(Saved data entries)
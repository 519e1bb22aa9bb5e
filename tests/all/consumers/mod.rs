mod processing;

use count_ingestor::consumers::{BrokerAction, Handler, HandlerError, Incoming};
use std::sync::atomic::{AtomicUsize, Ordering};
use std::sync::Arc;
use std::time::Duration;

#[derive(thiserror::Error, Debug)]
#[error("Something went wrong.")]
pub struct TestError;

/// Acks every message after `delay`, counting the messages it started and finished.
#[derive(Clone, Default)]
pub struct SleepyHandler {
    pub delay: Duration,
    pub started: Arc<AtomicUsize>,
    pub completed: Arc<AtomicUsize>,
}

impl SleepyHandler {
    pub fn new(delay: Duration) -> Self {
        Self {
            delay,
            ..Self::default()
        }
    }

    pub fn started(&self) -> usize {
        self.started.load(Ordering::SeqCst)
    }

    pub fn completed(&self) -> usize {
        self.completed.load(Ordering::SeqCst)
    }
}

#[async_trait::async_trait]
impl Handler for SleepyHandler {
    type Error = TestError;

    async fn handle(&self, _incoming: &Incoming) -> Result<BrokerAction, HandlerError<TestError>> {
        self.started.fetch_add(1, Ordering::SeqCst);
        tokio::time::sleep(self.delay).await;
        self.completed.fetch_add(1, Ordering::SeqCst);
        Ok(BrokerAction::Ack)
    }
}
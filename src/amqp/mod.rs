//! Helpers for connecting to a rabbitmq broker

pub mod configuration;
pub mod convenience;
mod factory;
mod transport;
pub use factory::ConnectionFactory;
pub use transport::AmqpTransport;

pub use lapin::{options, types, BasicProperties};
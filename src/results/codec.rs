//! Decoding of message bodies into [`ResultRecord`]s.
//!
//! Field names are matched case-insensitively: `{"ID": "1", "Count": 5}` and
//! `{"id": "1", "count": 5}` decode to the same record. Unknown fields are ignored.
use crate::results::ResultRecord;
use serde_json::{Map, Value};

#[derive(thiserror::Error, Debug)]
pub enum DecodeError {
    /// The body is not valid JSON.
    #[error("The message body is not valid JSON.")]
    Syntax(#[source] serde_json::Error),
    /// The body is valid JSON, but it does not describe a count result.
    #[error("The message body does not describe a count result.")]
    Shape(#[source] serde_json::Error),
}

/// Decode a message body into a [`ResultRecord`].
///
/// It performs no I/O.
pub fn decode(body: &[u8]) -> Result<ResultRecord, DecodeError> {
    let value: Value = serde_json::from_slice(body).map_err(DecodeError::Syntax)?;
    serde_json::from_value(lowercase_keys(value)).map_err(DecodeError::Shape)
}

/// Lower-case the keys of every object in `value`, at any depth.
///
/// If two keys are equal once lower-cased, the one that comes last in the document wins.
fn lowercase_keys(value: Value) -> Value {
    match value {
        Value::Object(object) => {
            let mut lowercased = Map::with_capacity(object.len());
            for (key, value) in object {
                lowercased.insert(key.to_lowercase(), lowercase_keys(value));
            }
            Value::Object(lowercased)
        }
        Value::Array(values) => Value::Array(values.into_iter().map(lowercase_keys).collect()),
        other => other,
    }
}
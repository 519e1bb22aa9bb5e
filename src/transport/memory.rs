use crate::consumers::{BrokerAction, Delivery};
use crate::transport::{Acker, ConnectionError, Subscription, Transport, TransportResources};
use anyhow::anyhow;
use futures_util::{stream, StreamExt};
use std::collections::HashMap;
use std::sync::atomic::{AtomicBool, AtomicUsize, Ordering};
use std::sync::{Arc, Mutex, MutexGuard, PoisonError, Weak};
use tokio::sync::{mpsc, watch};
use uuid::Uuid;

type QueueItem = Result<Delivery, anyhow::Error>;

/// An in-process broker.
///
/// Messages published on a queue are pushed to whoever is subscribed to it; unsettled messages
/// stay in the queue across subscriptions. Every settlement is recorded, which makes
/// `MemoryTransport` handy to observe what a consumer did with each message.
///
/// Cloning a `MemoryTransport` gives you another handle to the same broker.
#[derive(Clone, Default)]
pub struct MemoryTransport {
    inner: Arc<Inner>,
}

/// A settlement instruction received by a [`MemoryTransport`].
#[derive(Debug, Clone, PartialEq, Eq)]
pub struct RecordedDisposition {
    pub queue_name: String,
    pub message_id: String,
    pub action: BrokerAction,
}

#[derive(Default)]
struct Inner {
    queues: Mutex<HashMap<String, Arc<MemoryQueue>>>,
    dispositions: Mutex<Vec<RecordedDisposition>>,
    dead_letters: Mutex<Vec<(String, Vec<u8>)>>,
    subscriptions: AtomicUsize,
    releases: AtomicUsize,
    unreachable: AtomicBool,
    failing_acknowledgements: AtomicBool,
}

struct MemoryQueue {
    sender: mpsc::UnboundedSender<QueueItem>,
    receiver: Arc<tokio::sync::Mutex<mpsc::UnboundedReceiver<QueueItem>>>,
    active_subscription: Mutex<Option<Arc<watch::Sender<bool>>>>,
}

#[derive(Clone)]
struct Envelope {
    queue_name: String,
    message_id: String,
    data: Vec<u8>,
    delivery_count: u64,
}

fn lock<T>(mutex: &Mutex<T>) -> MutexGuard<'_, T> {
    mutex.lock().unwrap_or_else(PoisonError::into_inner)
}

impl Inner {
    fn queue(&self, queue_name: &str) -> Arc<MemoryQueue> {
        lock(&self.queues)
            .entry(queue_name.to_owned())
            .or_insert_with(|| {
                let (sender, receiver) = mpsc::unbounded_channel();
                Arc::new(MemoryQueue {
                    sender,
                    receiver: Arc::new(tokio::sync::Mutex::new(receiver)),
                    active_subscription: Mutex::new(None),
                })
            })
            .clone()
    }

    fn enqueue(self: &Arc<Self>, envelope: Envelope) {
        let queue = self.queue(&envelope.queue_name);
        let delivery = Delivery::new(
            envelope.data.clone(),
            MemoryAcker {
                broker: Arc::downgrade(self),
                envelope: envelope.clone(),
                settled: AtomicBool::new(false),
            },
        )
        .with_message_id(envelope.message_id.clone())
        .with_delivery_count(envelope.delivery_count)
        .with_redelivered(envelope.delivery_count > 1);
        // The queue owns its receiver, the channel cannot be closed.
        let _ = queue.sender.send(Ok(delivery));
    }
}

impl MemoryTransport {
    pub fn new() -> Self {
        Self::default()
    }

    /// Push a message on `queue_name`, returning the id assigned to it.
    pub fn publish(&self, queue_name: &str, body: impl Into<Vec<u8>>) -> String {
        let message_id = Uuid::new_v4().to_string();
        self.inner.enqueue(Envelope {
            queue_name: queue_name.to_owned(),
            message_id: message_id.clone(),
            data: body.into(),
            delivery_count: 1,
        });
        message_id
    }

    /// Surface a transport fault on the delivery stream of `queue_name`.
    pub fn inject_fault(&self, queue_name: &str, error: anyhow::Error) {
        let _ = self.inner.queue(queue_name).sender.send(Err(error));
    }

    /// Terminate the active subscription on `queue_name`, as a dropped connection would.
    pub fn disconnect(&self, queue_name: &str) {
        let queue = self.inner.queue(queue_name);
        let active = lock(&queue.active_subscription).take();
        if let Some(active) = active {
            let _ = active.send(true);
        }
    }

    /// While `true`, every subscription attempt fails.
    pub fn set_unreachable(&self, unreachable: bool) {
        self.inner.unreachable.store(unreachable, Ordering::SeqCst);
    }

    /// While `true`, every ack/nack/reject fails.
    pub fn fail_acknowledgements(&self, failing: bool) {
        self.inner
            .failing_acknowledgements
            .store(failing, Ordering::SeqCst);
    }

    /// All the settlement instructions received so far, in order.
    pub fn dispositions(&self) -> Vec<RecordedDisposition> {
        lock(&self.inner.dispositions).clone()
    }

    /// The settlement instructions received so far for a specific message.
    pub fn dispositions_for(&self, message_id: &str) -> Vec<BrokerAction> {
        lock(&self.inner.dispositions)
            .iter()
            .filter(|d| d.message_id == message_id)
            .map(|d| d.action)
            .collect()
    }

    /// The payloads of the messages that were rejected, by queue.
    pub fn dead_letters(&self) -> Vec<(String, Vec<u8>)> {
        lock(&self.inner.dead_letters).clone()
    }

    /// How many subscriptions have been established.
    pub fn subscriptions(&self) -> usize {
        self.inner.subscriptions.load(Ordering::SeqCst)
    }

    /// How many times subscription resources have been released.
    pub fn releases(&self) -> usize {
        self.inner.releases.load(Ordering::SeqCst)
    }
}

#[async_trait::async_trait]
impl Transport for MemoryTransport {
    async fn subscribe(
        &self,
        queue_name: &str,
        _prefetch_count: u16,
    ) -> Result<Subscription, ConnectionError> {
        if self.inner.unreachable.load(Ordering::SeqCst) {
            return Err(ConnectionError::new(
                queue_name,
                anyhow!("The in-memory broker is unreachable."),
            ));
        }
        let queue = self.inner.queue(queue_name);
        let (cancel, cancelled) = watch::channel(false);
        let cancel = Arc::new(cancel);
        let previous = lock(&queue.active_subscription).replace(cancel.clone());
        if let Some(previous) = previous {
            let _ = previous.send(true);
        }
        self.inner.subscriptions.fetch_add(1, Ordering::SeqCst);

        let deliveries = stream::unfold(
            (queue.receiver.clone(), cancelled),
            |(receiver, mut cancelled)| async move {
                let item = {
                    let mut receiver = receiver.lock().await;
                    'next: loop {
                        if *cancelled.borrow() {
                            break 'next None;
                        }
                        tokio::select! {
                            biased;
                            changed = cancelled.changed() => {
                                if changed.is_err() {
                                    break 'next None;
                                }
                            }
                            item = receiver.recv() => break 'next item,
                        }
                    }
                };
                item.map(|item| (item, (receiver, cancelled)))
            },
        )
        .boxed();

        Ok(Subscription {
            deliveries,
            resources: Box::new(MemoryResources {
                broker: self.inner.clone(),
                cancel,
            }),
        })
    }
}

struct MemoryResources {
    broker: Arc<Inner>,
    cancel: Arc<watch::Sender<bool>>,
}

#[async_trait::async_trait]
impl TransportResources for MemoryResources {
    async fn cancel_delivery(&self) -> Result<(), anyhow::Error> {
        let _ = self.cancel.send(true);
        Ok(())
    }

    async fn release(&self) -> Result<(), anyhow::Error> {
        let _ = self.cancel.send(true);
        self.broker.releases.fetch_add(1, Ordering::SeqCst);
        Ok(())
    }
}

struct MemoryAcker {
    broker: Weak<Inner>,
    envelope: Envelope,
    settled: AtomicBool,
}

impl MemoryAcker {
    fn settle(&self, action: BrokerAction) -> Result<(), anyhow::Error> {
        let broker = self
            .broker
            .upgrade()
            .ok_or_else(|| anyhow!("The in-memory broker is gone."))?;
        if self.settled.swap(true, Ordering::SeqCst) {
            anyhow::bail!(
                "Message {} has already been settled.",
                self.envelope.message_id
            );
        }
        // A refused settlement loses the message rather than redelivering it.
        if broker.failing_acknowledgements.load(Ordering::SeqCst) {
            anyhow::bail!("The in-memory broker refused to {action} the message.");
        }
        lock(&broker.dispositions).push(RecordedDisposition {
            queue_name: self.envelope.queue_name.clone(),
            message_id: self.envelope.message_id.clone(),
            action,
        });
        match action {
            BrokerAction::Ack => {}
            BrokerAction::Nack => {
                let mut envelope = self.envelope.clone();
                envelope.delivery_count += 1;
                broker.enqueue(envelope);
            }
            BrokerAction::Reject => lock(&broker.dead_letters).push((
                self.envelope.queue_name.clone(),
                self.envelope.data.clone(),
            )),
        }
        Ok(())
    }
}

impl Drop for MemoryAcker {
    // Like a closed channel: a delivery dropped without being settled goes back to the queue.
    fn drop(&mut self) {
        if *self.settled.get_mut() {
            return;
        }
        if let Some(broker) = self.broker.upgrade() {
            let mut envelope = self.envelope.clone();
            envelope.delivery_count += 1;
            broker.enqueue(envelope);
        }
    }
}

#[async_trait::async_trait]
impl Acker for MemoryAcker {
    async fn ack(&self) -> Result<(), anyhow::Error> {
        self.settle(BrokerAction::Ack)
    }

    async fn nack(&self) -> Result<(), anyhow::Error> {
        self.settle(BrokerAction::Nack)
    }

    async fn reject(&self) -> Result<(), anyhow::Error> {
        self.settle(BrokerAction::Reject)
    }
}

▸ **Exercise description**
Transcribe the lines above between the line holding "async fn handle(&self, _incoming: &Incoming)" and the line holding "let value: Value", inclusive, exactly as they stand and with nothing added.

▸ **Output of the exercise**
    async fn handle(&self, _incoming: &Incoming) -> Result<BrokerAction, HandlerError<TestError>> {
        self.started.fetch_add(1, Ordering::SeqCst);
        tokio::time::sleep(self.delay).await;
        self.completed.fetch_add(1, Ordering::SeqCst);
        Ok(BrokerAction::Ack)
    }
}
filename src/amqp/mod.rs
//! Helpers for connecting to a rabbitmq broker

pub mod configuration;
pub mod convenience;
mod factory;
mod transport;
pub use factory::ConnectionFactory;
pub use transport::AmqpTransport;

pub use lapin::{options, types, BasicProperties};
filename src/results/codec.rs
//! Decoding of message bodies into [`ResultRecord`]s.
//!
//! Field names are matched case-insensitively: `{"ID": "1", "Count": 5}` and
//! `{"id": "1", "count": 5}` decode to the same record. Unknown fields are ignored.
use crate::results::ResultRecord;
use serde_json::{Map, Value};

#[derive(thiserror::Error, Debug)]
pub enum DecodeError {
    /// The body is not valid JSON.
    #[error("The message body is not valid JSON.")]
    Syntax(#[source] serde_json::Error),
    /// The body is valid JSON, but it does not describe a count result.
    #[error("The message body does not describe a count result.")]
    Shape(#[source] serde_json::Error),
}

/// Decode a message body into a [`ResultRecord`].
///
/// It performs no I/O.
pub fn decode(body: &[u8]) -> Result<ResultRecord, DecodeError> {
    let value: Value = serde_json::from_slice(body).map_err(DecodeError::Syntax)?;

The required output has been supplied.